Department of Breast Surgery, Tokyo Metropolitan Cancer and Infectious Diseases Center Komagome Hospital, Tokyo, Japan.
Department of Pathology, Tokyo Metropolitan Cancer and Infectious Diseases Center Komagome Hospital, Tokyo, Japan.
Cytopathology. 2020 Sep;31(5):463-467. doi: 10.1111/cyt.12877. Epub 2020 Jul 14.
The purpose of this study was to clarify the clinicopathological features of patients with false-negative fine needle aspiration cytology (FNAC) and to determine the factors associated with negative FNAC.
Patients with negative FNAC from January 2010 to December 2019 were included. The patients with positive sentinel nodes (SN) were divided into two groups: micrometastasis (≤2 mm) group and macrometastasis (>2 mm) group. The clinicopathological characteristics were compared between the two groups using the χ test.
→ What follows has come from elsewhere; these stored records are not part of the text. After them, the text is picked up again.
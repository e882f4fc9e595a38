use core::ops::Range;
use core::time::Duration;

/// Margins of the board where tiles never spawn, keeping them clear of the controls.
#[derive(Debug, Clone, Copy, PartialEq)]
pub struct SafeZone {
    pub top: f32,
    pub left: f32,
    pub right: f32,
    pub bottom: f32,
}

impl Default for SafeZone {
    fn default() -> Self {
        Self {
            top: 100.0,
            left: 80.0,
            right: 80.0,
            bottom: 80.0,
        }
    }
}

/// How close a dropped tile must be to a slot to snap into it.
#[derive(Debug, Clone, Copy, PartialEq, Eq, Default)]
pub enum MatchRule {
    /// Centers less than half a tile apart on each axis.
    #[default]
    Centered,
    /// Centers no further apart than the sum of both half diagonals. Reaches the
    /// slots next to the one the tile rests on.
    Touching,
}

/// Tuning for layout, matching and celebration.
#[derive(Debug, Clone, PartialEq)]
pub struct RoundConfig {
    /// Edge of the square slots and tiles, in pixels
    pub tile_size: f32,
    /// Extra spacing required between scattered tiles
    pub padding: f32,
    pub safe_zone: SafeZone,
    pub match_rule: MatchRule,
    /// Random samples tried per tile before falling back to an unconstrained spot
    pub max_placement_tries: usize,
    /// Words longer than this are truncated on entry
    pub max_word_len: usize,
    /// Delay between a snap and the tile leaving the board, so its fade can play
    pub fade_delay: Duration,
    /// Delay between solving and the celebration starting
    pub celebration_delay: Duration,
    /// How long firework markers stay on the board
    pub firework_duration: Duration,
    pub pieces_per_slot: usize,
    /// Distance of scattered pieces from their slot center, in pixels
    pub scatter_distance: Range<f32>,
    /// Edge of scattered pieces, in pixels
    pub piece_size: Range<f32>,
}

impl Default for RoundConfig {
    fn default() -> Self {
        Self {
            tile_size: 60.0,
            padding: 10.0,
            safe_zone: SafeZone::default(),
            match_rule: MatchRule::default(),
            max_placement_tries: 500,
            max_word_len: 12,
            fade_delay: Duration::from_millis(200),
            celebration_delay: Duration::from_millis(200),
            firework_duration: Duration::from_millis(2500),
            pieces_per_slot: 25,
            scatter_distance: 200.0..300.0,
            piece_size: 4.0..12.0,
        }
    }
}

impl RoundConfig {
    /// Minimum distance between a scattered tile and any other slot or tile.
    pub fn min_separation(&self) -> f32 {
        self.tile_size + self.padding
    }

    /// How many letters fit in the slot row of a board `board_width` pixels wide.
    pub fn word_capacity(&self, board_width: f32) -> usize {
        let fitting = (board_width / self.tile_size).floor().max(0.0) as usize;
        fitting.min(self.max_word_len)
    }
}
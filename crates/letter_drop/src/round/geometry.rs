use std::collections::HashMap;

use bevy::math::{Rect, Vec2};
use thiserror::Error;

use super::{Round, SlotId, TileId};

/// Identity of an element whose bounding box can be queried.
#[derive(Debug, Clone, Copy, PartialEq, Eq, Hash)]
pub enum ElementId {
    Slot(SlotId),
    Tile(TileId),
}

#[derive(Error, Debug, Clone, PartialEq)]
pub enum GeometryError {
    #[error("board has not been measured yet (size {0})")]
    UnmeasuredBoard(Vec2),

    #[error("no rendered geometry for {0:?}")]
    UnknownElement(ElementId),
}

/// Bounding boxes of the board and its elements, in pointer coordinates
/// (pixels, origin top-left, y down).
pub trait GeometryProvider {
    fn board_rect(&self) -> Result<Rect, GeometryError>;
    fn element_rect(&self, element: ElementId) -> Result<Rect, GeometryError>;
}

/// Rejects boards that would produce degenerate layouts.
pub fn measured(board: Rect) -> Result<Rect, GeometryError> {
    let size = board.size();
    if size.x <= 0.0 || size.y <= 0.0 {
        Err(GeometryError::UnmeasuredBoard(size))
    } else {
        Ok(board)
    }
}

/// Half of the bounding box diagonal, the "radius" used for touch tests.
pub fn half_diagonal(rect: Rect) -> f32 {
    rect.half_size().length()
}

/// Two boxes touch when their centers are no further apart than the sum of their half diagonals.
pub fn touching(a: Rect, b: Rect) -> bool {
    a.center().distance(b.center()) <= half_diagonal(a) + half_diagonal(b)
}

/// Centers closer than half of `a` on both axes.
pub fn centered_on(a: Rect, b: Rect) -> bool {
    let offset = (a.center() - b.center()).abs();
    offset.cmplt(a.half_size()).all()
}

/// Percent-of-board position to board pixels.
pub fn percent_to_pixels(percent: Vec2, board_size: Vec2) -> Vec2 {
    percent / 100.0 * board_size
}

/// Board pixels to percent-of-board position.
pub fn pixels_to_percent(pixels: Vec2, board_size: Vec2) -> Vec2 {
    pixels / board_size * 100.0
}

/// Bounding boxes captured at one instant, from the rendered board or from the round model.
#[derive(Debug, Clone, Default)]
pub struct BoardSnapshot {
    board: Rect,
    elements: HashMap<ElementId, Rect>,
}

impl BoardSnapshot {
    pub fn new(board: Rect) -> Self {
        Self {
            board,
            elements: HashMap::new(),
        }
    }

    pub fn insert(&mut self, element: ElementId, rect: Rect) {
        self.elements.insert(element, rect);
    }

    /// Geometry as the board draws the model: every element is a `tile_size` square anchored
    /// at its model position.
    pub fn from_round(round: &Round, board: Rect) -> Self {
        let mut snapshot = Self::new(board);
        let size = Vec2::splat(round.config().tile_size);
        let square = |top_left: Vec2| {
            let min = board.min + top_left;
            Rect::from_corners(min, min + size)
        };

        for slot in round.slots() {
            snapshot.insert(ElementId::Slot(slot.id), square(slot.position));
        }
        for tile in round.tiles() {
            let top_left = percent_to_pixels(tile.position, board.size());
            snapshot.insert(ElementId::Tile(tile.id), square(top_left));
        }
        snapshot
    }
}

impl GeometryProvider for BoardSnapshot {
    fn board_rect(&self) -> Result<Rect, GeometryError> {
        measured(self.board)
    }

    fn element_rect(&self, element: ElementId) -> Result<Rect, GeometryError> {
        self.elements
            .get(&element)
            .copied()
            .ok_or(GeometryError::UnknownElement(element))
    }
}

#[cfg(test)]
mod tests {
    use super::*;

    #[test]
    fn touching_includes_corner_contact() {
        let a = Rect::new(0.0, 0.0, 60.0, 60.0);
        let b = Rect::new(60.0, 60.0, 120.0, 120.0);
        assert!(touching(a, b), "boxes sharing a corner touch");

        let far = Rect::new(200.0, 0.0, 260.0, 60.0);
        assert!(!touching(a, far), "boxes 200px apart do not touch");
    }

    #[test]
    fn touching_uses_the_diagonal_not_the_edges() {
        // Centers 80px apart on the x axis: no edge overlap, but within 2 * 30 * sqrt(2).
        let a = Rect::new(0.0, 0.0, 60.0, 60.0);
        let b = Rect::new(80.0, 0.0, 140.0, 60.0);
        assert!(touching(a, b), "threshold is the sum of half diagonals");
    }

    #[test]
    fn centered_rejects_neighbours() {
        let slot = Rect::new(0.0, 0.0, 60.0, 60.0);
        let neighbour = Rect::new(60.0, 0.0, 120.0, 60.0);
        assert!(!centered_on(neighbour, slot), "an adjacent box is not centered");
        assert!(touching(neighbour, slot), "but it does touch");

        let nudged = Rect::new(20.0, 10.0, 80.0, 70.0);
        assert!(centered_on(nudged, slot), "a small nudge still counts");
    }

    #[test]
    fn zero_sized_board_is_unmeasured() {
        let board = Rect::new(0.0, 0.0, 0.0, 480.0);
        assert_eq!(
            measured(board),
            Err(GeometryError::UnmeasuredBoard(Vec2::new(0.0, 480.0))),
            "a board without width cannot be laid out"
        );
    }

    #[test]
    fn percent_conversion_is_relative_to_board_size() {
        let board = Vec2::new(800.0, 400.0);
        assert_eq!(
            percent_to_pixels(Vec2::new(50.0, 25.0), board),
            Vec2::new(400.0, 100.0),
            "percent scales with each axis"
        );
        assert_eq!(
            pixels_to_percent(Vec2::new(400.0, 100.0), board),
            Vec2::new(50.0, 25.0),
            "pixels map back to the same percent"
        );
    }
}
A total of 165 patients with negative FNAC were included; 52 (31.5%) had positive SNs. Of the 52 patients, 13 (25%) had micrometastasis and the remaining 39 (75%) had macrometastasis. Of the 113 patients with negative SNs, none had metastases found in non-SNs. No significant differences were observed in age, cT stage or subtype, and preoperative ultrasound findings between the two groups.
The false-negative rate of FNAC was high (31.5%). Micrometastatic disease was seen in patients with negative FNAC, and this might be the cause of false-negative FNAC results.
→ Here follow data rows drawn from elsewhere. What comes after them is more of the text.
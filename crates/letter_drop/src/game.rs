use bevy::math::Rect;
use bevy::prelude::*;
use bevy::window::PrimaryWindow;
use bits_helpers::input::world_to_window;
use bits_helpers::restart::Restartable;

use crate::round::geometry::{BoardSnapshot, ElementId};
use crate::round::{Round, RoundEvent, SlotId, TileId};

/// Game states that control the flow of the application
#[derive(Clone, Eq, PartialEq, Debug, Hash, Default, States)]
pub enum GameState {
    #[default]
    Playing,
    Solved,
}

/// The round being played
#[derive(Resource, Default, Deref, DerefMut)]
pub struct ActiveRound(pub Round);

impl Restartable for ActiveRound {
    type State = GameState;

    fn reset(&mut self) {
        self.0.reset();
    }

    fn initial_state() -> GameState {
        GameState::Playing
    }
}

/// Random source for layout and confetti
#[derive(Resource, Default, Deref, DerefMut)]
pub struct RoundRng(pub fastrand::Rng);

/// Word typed so far, upper-cased
#[derive(Resource, Default)]
pub struct WordEntry(pub String);

impl WordEntry {
    /// Appends the alphanumeric characters of `text`, upper-cased, while the entry holds fewer
    /// than `capacity` letters. A character whose upper case spans several letters is added
    /// whole or not at all.
    pub fn push_typed(&mut self, text: &str, capacity: usize) {
        for character in text.chars().filter(|character| character.is_alphanumeric()) {
            let upper = character.to_uppercase();
            if self.0.chars().count() + upper.len() > capacity {
                break;
            }
            self.0.extend(upper);
        }
    }
}

/// A round event forwarded to the presentation plugins
#[derive(Event, Debug, Clone, Deref)]
pub struct RoundNotice(pub RoundEvent);

/// Marks the rendered square of a slot. `generation` ties it to the layout that spawned it.
#[derive(Component, Debug, Clone, Copy)]
pub struct SlotView {
    pub id: SlotId,
    pub generation: u64,
}

/// Marks the rendered square of a tile.
#[derive(Component, Debug, Clone, Copy)]
pub struct TileView {
    pub id: TileId,
    pub generation: u64,
}

pub type SlotViews<'w, 's> =
    Query<'w, 's, (&'static SlotView, &'static Transform, &'static Sprite)>;
pub type TileViews<'w, 's> =
    Query<'w, 's, (&'static TileView, &'static Transform, &'static Sprite)>;

fn rendered_board(
    window: &Window,
    generation: u64,
    slots: &SlotViews,
    tiles: &TileViews,
) -> BoardSnapshot {
    let window_size = window.size();
    let mut snapshot = BoardSnapshot::new(Rect::from_corners(Vec2::ZERO, window_size));

    let bounds = |transform: &Transform, sprite: &Sprite| {
        let center = world_to_window(transform.translation.truncate(), window_size);
        let size = sprite.custom_size.unwrap_or_default() * transform.scale.truncate();
        Rect::from_center_size(center, size)
    };

    for (view, transform, sprite) in slots {
        if view.generation == generation {
            snapshot.insert(ElementId::Slot(view.id), bounds(transform, sprite));
        }
    }
    for (view, transform, sprite) in tiles {
        if view.generation == generation {
            snapshot.insert(ElementId::Tile(view.id), bounds(transform, sprite));
        }
    }
    snapshot
}

/// Captures the board as it is currently drawn: the primary window is the board, and every
/// slot and tile square of the current layout is read back from its sprite. Without a window
/// the board is unmeasured.
pub fn primary_board(
    windows: &Query<&Window, With<PrimaryWindow>>,
    round: &Round,
    slots: &SlotViews,
    tiles: &TileViews,
) -> BoardSnapshot {
    windows.get_single().map_or_else(
        |_| BoardSnapshot::default(),
        |window| rendered_board(window, round.generation(), slots, tiles),
    )
}

pub fn send_notices(notices: &mut EventWriter<RoundNotice>, events: Vec<RoundEvent>) {
    for event in events {
        notices.send(RoundNotice(event));
    }
}

#[cfg(test)]
mod tests {
    use super::*;

    fn typed(start: &str, text: &str, capacity: usize) -> String {
        let mut entry = WordEntry(start.to_owned());
        entry.push_typed(text, capacity);
        entry.0
    }

    #[test]
    fn typing_upper_cases_letters() {
        assert_eq!(typed("", "cat", 12), "CAT", "lower case comes out upper case");
        assert_eq!(typed("", "r2d2", 12), "R2D2", "digits are kept");
    }

    #[test]
    fn typing_drops_punctuation_and_spaces() {
        assert_eq!(typed("", "c-a t!", 12), "CAT", "only letters and digits remain");
    }

    #[test]
    fn typing_stops_at_capacity() {
        assert_eq!(typed("", "letters", 4), "LETT", "entry never outgrows the slot row");
        assert_eq!(typed("ABCD", "e", 4), "ABCD", "a full entry ignores more typing");
    }

    #[test]
    fn expanding_upper_case_respects_capacity() {
        // 'ß' upper-cases to "SS"
        assert_eq!(typed("AB", "ß", 3), "AB", "both letters would not fit");
        assert_eq!(typed("AB", "ß", 4), "ABSS", "both letters fit");
    }
}
use core::f32::consts::TAU;

use bevy::math::Vec2;
use fastrand::Rng;

use super::config::RoundConfig;
use super::geometry::pixels_to_percent;
use super::{Slot, SlotId};

/// A firework burst centered on a solved slot, in board pixels.
#[derive(Debug, Clone, Copy, PartialEq)]
pub struct Firework {
    pub slot: SlotId,
    pub center: Vec2,
}

/// A confetti piece thrown out of a slot.
#[derive(Debug, Clone, PartialEq)]
pub struct ScatterPiece {
    pub slot: SlotId,
    /// Board pixels the piece is thrown from
    pub origin: Vec2,
    /// Final position, percent of board
    pub position: Vec2,
    /// Hue in degrees, drawn at 80% saturation and 60% lightness
    pub hue: f32,
    /// Edge in pixels
    pub size: f32,
    /// Degrees
    pub rotation: f32,
}

#[derive(Debug, Default, Clone, PartialEq)]
pub struct Celebration {
    pub fireworks: Vec<Firework>,
    pub pieces: Vec<ScatterPiece>,
}

impl Celebration {
    pub fn is_empty(&self) -> bool {
        self.fireworks.is_empty() && self.pieces.is_empty()
    }

    pub fn clear(&mut self) {
        self.fireworks.clear();
        self.pieces.clear();
    }

    /// Adds a firework and a burst of pieces for every slot.
    pub fn launch(&mut self, slots: &[Slot], board_size: Vec2, config: &RoundConfig, rng: &mut Rng) {
        let half = config.tile_size / 2.0;

        for slot in slots {
            let center = slot.position + half;
            self.fireworks.push(Firework {
                slot: slot.id,
                center,
            });

            for _ in 0..config.pieces_per_slot {
                let angle = rng.f32() * TAU;
                let distance = lerp(&config.scatter_distance, rng.f32());
                let landing = center + Vec2::from_angle(angle) * distance;

                self.pieces.push(ScatterPiece {
                    slot: slot.id,
                    origin: center,
                    position: pixels_to_percent(landing, board_size),
                    hue: rng.f32() * 360.0,
                    size: lerp(&config.piece_size, rng.f32()),
                    rotation: rng.f32() * 360.0,
                });
            }
        }
    }
}

fn lerp(range: &core::ops::Range<f32>, t: f32) -> f32 {
    (range.end - range.start).mul_add(t, range.start)
}

#[cfg(test)]
mod tests {
    use super::*;
    use crate::round::geometry::percent_to_pixels;

    const BOARD: Vec2 = Vec2::new(960.0, 640.0);

    fn slots() -> Vec<Slot> {
        vec![
            Slot::new(SlotId(0), 'O', Vec2::new(420.0, 320.0)),
            Slot::new(SlotId(1), 'K', Vec2::new(480.0, 320.0)),
        ]
    }

    #[test]
    fn one_firework_and_a_burst_per_slot() {
        let config = RoundConfig::default();
        let mut celebration = Celebration::default();
        celebration.launch(&slots(), BOARD, &config, &mut Rng::with_seed(1));

        assert_eq!(celebration.fireworks.len(), 2, "one firework per slot");
        assert_eq!(celebration.pieces.len(), 50, "25 pieces per slot");
        assert_eq!(
            celebration.fireworks.first().map(|firework| firework.center),
            Some(Vec2::new(450.0, 350.0)),
            "fireworks sit on the slot center"
        );
    }

    #[test]
    fn pieces_stay_within_their_ranges() {
        let config = RoundConfig::default();
        let mut celebration = Celebration::default();
        celebration.launch(&slots(), BOARD, &config, &mut Rng::with_seed(9));

        for piece in &celebration.pieces {
            let landing = percent_to_pixels(piece.position, BOARD);
            let distance = landing.distance(piece.origin);
            assert!(
                (199.9..300.1).contains(&distance),
                "piece thrown {distance}px"
            );
            assert!((4.0..12.0).contains(&piece.size), "size {}", piece.size);
            assert!((0.0..360.0).contains(&piece.hue), "hue {}", piece.hue);
            assert!(
                (0.0..360.0).contains(&piece.rotation),
                "rotation {}",
                piece.rotation
            );
        }
    }

    #[test]
    fn clear_empties_both_collections() {
        let mut celebration = Celebration::default();
        celebration.launch(
            &slots(),
            BOARD,
            &RoundConfig::default(),
            &mut Rng::with_seed(2),
        );
        assert!(!celebration.is_empty(), "launch adds effects");

        celebration.clear();
        assert!(celebration.is_empty(), "clear removes everything");
    }
}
本研究旨在阐明细针穿刺细胞学检查(FNAC)假阴性患者的临床病理特征,并确定与 FNAC 阴性相关的因素。
纳入 2010 年 1 月至 2019 年 12 月 FNAC 阴性的患者。将阳性前哨淋巴结(SN)的患者分为微转移(≤2mm)组和宏转移(>2mm)组。采用卡方检验比较两组的临床病理特征。
共纳入 165 例 FNAC 阴性患者,52 例(31.5%)SN 阳性。52 例患者中,13 例(25%)为微转移,其余 39 例(75%)为宏转移。113 例 SN 阴性患者中,无非 SN 转移。两组患者年龄、cT 分期或亚型、术前超声表现无显著差异。
FNAC 的假阴性率较高(31.5%)。FNAC 阴性的患者存在微转移性疾病,这可能是 FNAC 假阴性结果的原因。